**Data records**
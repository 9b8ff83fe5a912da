//! Shared plumbing for the carerag binaries.

use carerag_core::config::{Config, Settings};
use carerag_embed::openai::API_KEY_ENV;
use carerag_embed::uses_offline_embedder;
use tracing_subscriber::EnvFilter;

/// Queries run after a build to confirm retrieval answers end to end.
pub const SMOKE_QUERIES: [&str; 4] = [
    "I'm feeling very anxious about exams",
    "How can I contact a counselor?",
    "I'm having thoughts of suicide",
    "What are signs of depression?",
];
pub const SMOKE_MAX_RESULTS: usize = 2;
pub const SMOKE_CONTEXT_LENGTH: usize = 300;

/// Log to stderr, filtered by `RUST_LOG` (default `info`).
pub fn init_tracing() {
    let filter = EnvFilter::try_from_default_env().unwrap_or_else(|_| EnvFilter::new("info"));
    let _ = tracing_subscriber::fmt()
        .with_env_filter(filter)
        .with_target(false)
        .with_writer(std::io::stderr)
        .try_init();
}

/// Problems that would keep the knowledge base from building.
pub fn verify_setup(config: &Config, settings: &Settings) -> Vec<String> {
    let mut problems = Vec::new();

    if !uses_offline_embedder(&settings.embedding) {
        let key = std::env::var(API_KEY_ENV).unwrap_or_default();
        if key.trim().is_empty() {
            problems.push(format!("{API_KEY_ENV} is not set (add it to .env or the environment)"));
        }
    }

    match &settings.knowledge.counselors_path {
        Some(path) => {
            let resolved = config.resolve_path(path);
            if !resolved.is_file() {
                problems.push(format!("counselor directory not found at {}", resolved.display()));
            }
        }
        None => problems.push("knowledge.counselors_path is not configured".to_string()),
    }

    problems
}
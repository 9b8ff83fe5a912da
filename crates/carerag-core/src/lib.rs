#![deny(warnings)]
#![deny(dead_code)]
#![deny(unused_variables)]
#![deny(unused_imports)]

pub mod chunker;
pub mod config;
pub mod error;
pub mod traits;
pub mod types;
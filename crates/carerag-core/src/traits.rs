/// A provider that turns text into a fixed-dimension vector.
///
/// Implementations may fail; callers that need a fail-soft contract wrap the
/// provider in an embedding gateway.
pub trait Embedder: Send + Sync {
    /// Stable identifier for the provider/model (e.g. `openai:text-embedding-ada-002`).
    fn embedder_id(&self) -> &str;
    /// Embedding dimensionality (D).
    fn dim(&self) -> usize;
    /// Compute the embedding of a single text.
    fn embed(&self, text: &str) -> anyhow::Result<Vec<f32>>;
    /// Compute embeddings for a batch of input texts.
    fn embed_batch(&self, texts: &[String]) -> anyhow::Result<Vec<Vec<f32>>> {
        texts.iter().map(|t| self.embed(t)).collect()
    }
}
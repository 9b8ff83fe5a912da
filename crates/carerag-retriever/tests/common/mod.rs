#![allow(dead_code)]

use std::fs;
use std::path::{Path, PathBuf};

use carerag_core::chunker::Chunker;
use carerag_core::config::RetrievalSettings;
use carerag_core::traits::Embedder;
use carerag_embed::EmbeddingGateway;
use carerag_retriever::{KnowledgeSources, Retriever};
use carerag_vector::VectorStore;

/// Each dimension counts occurrences of a handful of word stems.
const CONCEPTS: [&[&str]; 8] = [
    &["anxi", "nervous", "worry", "panic"],
    &["exam", "academ", "coursework", "study"],
    &["counsel"],
    &["contact", "email", "phone", "call"],
    &["depress", "sad"],
    &["suicid", "crisis", "emergenc", "self-harm", "danger"],
    &["stress"],
    &["resilien", "wellbeing", "gratitude"],
];

/// Deterministic topic embedder; texts with no known stem embed to zero.
pub struct ConceptEmbedder;

impl Embedder for ConceptEmbedder {
    fn embedder_id(&self) -> &str {
        "concept"
    }
    fn dim(&self) -> usize {
        CONCEPTS.len()
    }
    fn embed(&self, text: &str) -> anyhow::Result<Vec<f32>> {
        let lowered = text.to_lowercase();
        let mut v: Vec<f32> = CONCEPTS
            .iter()
            .map(|stems| stems.iter().map(|s| lowered.matches(s).count()).sum::<usize>() as f32)
            .collect();
        let norm = v.iter().map(|x| x * x).sum::<f32>().sqrt();
        if norm > 0.0 {
            v.iter_mut().for_each(|x| *x /= norm);
        }
        Ok(v)
    }
}

pub const COUNSELORS_JSON: &str = r#"[
  {
    "counselor": {
      "name": "Dr. Meera Nair",
      "email": "meera.nair@christuniversity.in",
      "phone": "+91 80 4012 9001",
      "location": "Central Block, Room 112"
    },
    "programs": ["BBA", "BCom"]
  },
  {
    "counselor": {
      "name": "Mr. Arjun Rao",
      "email": "arjun.rao@christuniversity.in",
      "phone": "+91 80 4012 9002",
      "location": "Block IV, Room 305"
    },
    "programs": ["BSc Physics", "BSc Chemistry"]
  }
]"#;

/// Static documents plus the two directory entries above.
pub const FULL_CORPUS_CHUNKS: usize = 10;

pub fn write_counselors(dir: &Path) -> PathBuf {
    let path = dir.join("counselors.json");
    fs::write(&path, COUNSELORS_JSON).expect("write counselors.json");
    path
}

pub fn sources_in(dir: &Path) -> KnowledgeSources {
    KnowledgeSources { counselors_path: Some(write_counselors(dir)), extra_documents_dir: None }
}

pub fn concept_store(dir: &Path) -> VectorStore {
    let gateway = EmbeddingGateway::new(Box::new(ConceptEmbedder));
    VectorStore::new(gateway, Chunker::default(), dir.join("index"))
}

pub fn retriever_in(dir: &Path) -> Retriever {
    Retriever::new(concept_store(dir), sources_in(dir), RetrievalSettings::default())
}
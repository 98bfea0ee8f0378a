//! # bulktree - Bulk-Loaded B+Tree Index
//!
//! An ordered key-value index packed into fixed-size, fixed-alignment nodes,
//! built once from pre-sorted input and read-only afterward. Sizing nodes to
//! a byte budget gives the predictable cache behavior of a paged structure
//! while the whole tree stays in memory.
//!
//! ## Quick Start
//!
//! ```
//! use bulktree::{BTree, NodeLayout};
//!
//! let layout = NodeLayout::new(256)?;
//! let tree = BTree::bulkload(layout, (0u64..100).map(|k| (k, k * 2)));
//!
//! assert_eq!(tree.size(), 100);
//! assert_eq!(tree.get(&21), Some(&42));
//! let in_window: Vec<_> = tree.find_range(&10, &13).collect();
//! assert_eq!(in_window.len(), 3);
//! # Ok::<(), eyre::Report>(())
//! ```
//!
//! ## Architecture
//!
//! ```text
//! +--------------------------------------+
//! |      Tree handle (size, height)      |
//! +--------------------------------------+
//! |  Bulk loader  |  Search  |  Cursors  |
//! +--------------------------------------+
//! |   Node arena: Leaf / Interior enum   |
//! +--------------------------------------+
//! |  NodeLayout (byte budget -> fan-out) |
//! +--------------------------------------+
//! ```
//!
//! ## Module Overview
//!
//! - [`layout`]: node byte budget and the capacities derived from it
//! - [`tree`]: tree handle, bulk loader, point and range search
//! - [`cursor`]: leaf-chain cursors and half-open ranges
//! - `leaf` / `interior` / `node`: the two node variants and their arena
//!
//! ## Non-Goals
//!
//! No persistence or WAL, no concurrent mutation, no single-key insert or
//! delete: the tree is constructed by [`BTree::bulkload`] and queried.

mod interior;
mod leaf;
mod node;

pub mod cursor;
pub mod layout;
pub mod tree;

pub use cursor::{Cursor, Range};
pub use layout::NodeLayout;
pub use tree::BTree;
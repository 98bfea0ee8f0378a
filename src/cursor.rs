//! # Cursors and Ranges
//!
//! A cursor is a position in the leaf chain: the current leaf plus an entry
//! index within it. Forward iteration walks entries within the leaf and
//! follows the chain link at the leaf boundary, so a full scan never touches
//! interior nodes and its cost is independent of tree shape.
//!
//! The canonical end-of-tree cursor sits one past the last entry of the last
//! leaf (or carries no leaf at all for an empty tree); advancing it is a
//! no-op. Two cursors are equal iff they reference the same tree, the same
//! leaf, and the same position, so `iter() == end_cursor()` holds exactly for
//! the empty tree.
//!
//! Cursors are forward-only and single-pass, but cheap to copy; a fresh
//! `iter()` restarts from the first leaf any number of times.

use crate::node::NodeId;
use crate::tree::BTree;

/// Read-only position in a tree's leaf chain.
pub struct Cursor<'a, K, V> {
    tree: &'a BTree<K, V>,
    leaf: Option<NodeId>,
    index: usize,
}

impl<K, V> Clone for Cursor<'_, K, V> {
    fn clone(&self) -> Self {
        *self
    }
}

impl<K, V> Copy for Cursor<'_, K, V> {}

impl<K, V> PartialEq for Cursor<'_, K, V> {
    fn eq(&self, other: &Self) -> bool {
        std::ptr::eq(self.tree, other.tree) && self.leaf == other.leaf && self.index == other.index
    }
}

impl<K, V> Eq for Cursor<'_, K, V> {}

impl<K, V> std::fmt::Debug for Cursor<'_, K, V> {
    fn fmt(&self, f: &mut std::fmt::Formatter<'_>) -> std::fmt::Result {
        f.debug_struct("Cursor")
            .field("leaf", &self.leaf)
            .field("index", &self.index)
            .finish()
    }
}

impl<'a, K: Ord, V> Cursor<'a, K, V> {
    pub(crate) fn new(tree: &'a BTree<K, V>, leaf: Option<NodeId>, index: usize) -> Self {
        Self { tree, leaf, index }
    }

    /// The key-value pair under the cursor, or `None` at end of tree.
    pub fn entry(&self) -> Option<(&'a K, &'a V)> {
        let leaf = self.tree.leaf(self.leaf?);
        if self.index < leaf.len() {
            Some(leaf.entry_at(self.index))
        } else {
            None
        }
    }

    pub fn key(&self) -> Option<&'a K> {
        self.entry().map(|(key, _)| key)
    }

    pub fn value(&self) -> Option<&'a V> {
        self.entry().map(|(_, value)| value)
    }

    /// Moves to the next entry, following the leaf chain at leaf boundaries.
    /// Advancing the end-of-tree cursor is a no-op.
    pub fn advance(&mut self) {
        let Some(leaf_id) = self.leaf else { return };
        let leaf = self.tree.leaf(leaf_id);
        if self.index < leaf.len() {
            self.index += 1;
        }
        if self.index >= leaf.len() {
            if let Some(next) = leaf.next() {
                self.leaf = Some(next);
                self.index = 0;
            }
        }
    }
}

impl<'a, K: Ord, V> Iterator for Cursor<'a, K, V> {
    type Item = (&'a K, &'a V);

    fn next(&mut self) -> Option<Self::Item> {
        let item = self.entry()?;
        self.advance();
        Some(item)
    }
}

/// Half-open run of entries bounded by two cursors.
pub struct Range<'a, K, V> {
    cursor: Cursor<'a, K, V>,
    end: Cursor<'a, K, V>,
}

impl<K, V> Clone for Range<'_, K, V> {
    fn clone(&self) -> Self {
        *self
    }
}

impl<K, V> Copy for Range<'_, K, V> {}

impl<K, V> std::fmt::Debug for Range<'_, K, V> {
    fn fmt(&self, f: &mut std::fmt::Formatter<'_>) -> std::fmt::Result {
        f.debug_struct("Range")
            .field("cursor", &self.cursor)
            .field("end", &self.end)
            .finish()
    }
}

impl<'a, K: Ord, V> Range<'a, K, V> {
    pub(crate) fn new(start: Cursor<'a, K, V>, end: Cursor<'a, K, V>) -> Self {
        Self { cursor: start, end }
    }

    pub fn is_empty(&self) -> bool {
        self.cursor == self.end
    }
}

impl<'a, K: Ord, V> Iterator for Range<'a, K, V> {
    type Item = (&'a K, &'a V);

    fn next(&mut self) -> Option<Self::Item> {
        if self.cursor == self.end {
            return None;
        }
        let item = self.cursor.entry()?;
        self.cursor.advance();
        Some(item)
    }
}
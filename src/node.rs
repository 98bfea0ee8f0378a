//! Closed node variant and arena addressing.
//!
//! Every node is either a leaf or an interior node, expressed as a tagged
//! enum so each operation handles both variants exhaustively at compile
//! time. Nodes live in the tree-owned arena (`Vec<Node>`) and refer to each
//! other by `NodeId` index; parent-to-child edges and the leaf chain are both
//! plain indices, so the arena is the single owner of every node and
//! releases them all at once when the tree drops.

use crate::interior::Interior;
use crate::layout::NodeLayout;
use crate::leaf::Leaf;

/// Index of a node in the tree's arena.
#[derive(Debug, Clone, Copy, PartialEq, Eq)]
pub(crate) struct NodeId(u32);

impl NodeId {
    pub(crate) fn new(index: u32) -> Self {
        Self(index)
    }

    pub(crate) fn index(self) -> usize {
        self.0 as usize
    }
}

#[derive(Debug)]
pub(crate) enum Node<K, V> {
    Leaf(Leaf<K, V>),
    Interior(Interior<K>),
}

impl<K: Ord, V> Node<K, V> {
    pub(crate) fn len(&self) -> usize {
        match self {
            Node::Leaf(leaf) => leaf.len(),
            Node::Interior(interior) => interior.len(),
        }
    }

    pub(crate) fn is_full(&self, layout: &NodeLayout<K, V>) -> bool {
        match self {
            Node::Leaf(leaf) => leaf.len() == layout.leaf_capacity(),
            Node::Interior(interior) => interior.len() == layout.inner_capacity(),
        }
    }

    /// Largest key reachable through this node.
    pub(crate) fn max_key(&self) -> &K {
        match self {
            Node::Leaf(leaf) => leaf.max_key(),
            Node::Interior(interior) => interior.max_key(),
        }
    }

    pub(crate) fn as_leaf(&self) -> &Leaf<K, V> {
        match self {
            Node::Leaf(leaf) => leaf,
            Node::Interior(_) => unreachable!("leaf reference points at an interior node"),
        }
    }

    pub(crate) fn as_leaf_mut(&mut self) -> &mut Leaf<K, V> {
        match self {
            Node::Leaf(leaf) => leaf,
            Node::Interior(_) => unreachable!("leaf reference points at an interior node"),
        }
    }
}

**PROBLEM STATEMENT**
Set down exactly the lines of the data above, beginning with the line that has "let key = std::env::var(API_KEY_ENV).unwrap_or_default();" and ending with the line that has "let resolved = config.resolve_path(path);", and no others.

**RESULT FOR THIS EXERCISE**
        let key = std::env::var(API_KEY_ENV).unwrap_or_default();
        if key.trim().is_empty() {
            problems.push(format!("{API_KEY_ENV} is not set (add it to .env or the environment)"));
        }
    }

    match &settings.knowledge.counselors_path {
        Some(path) => {
            let resolved = config.resolve_path(path);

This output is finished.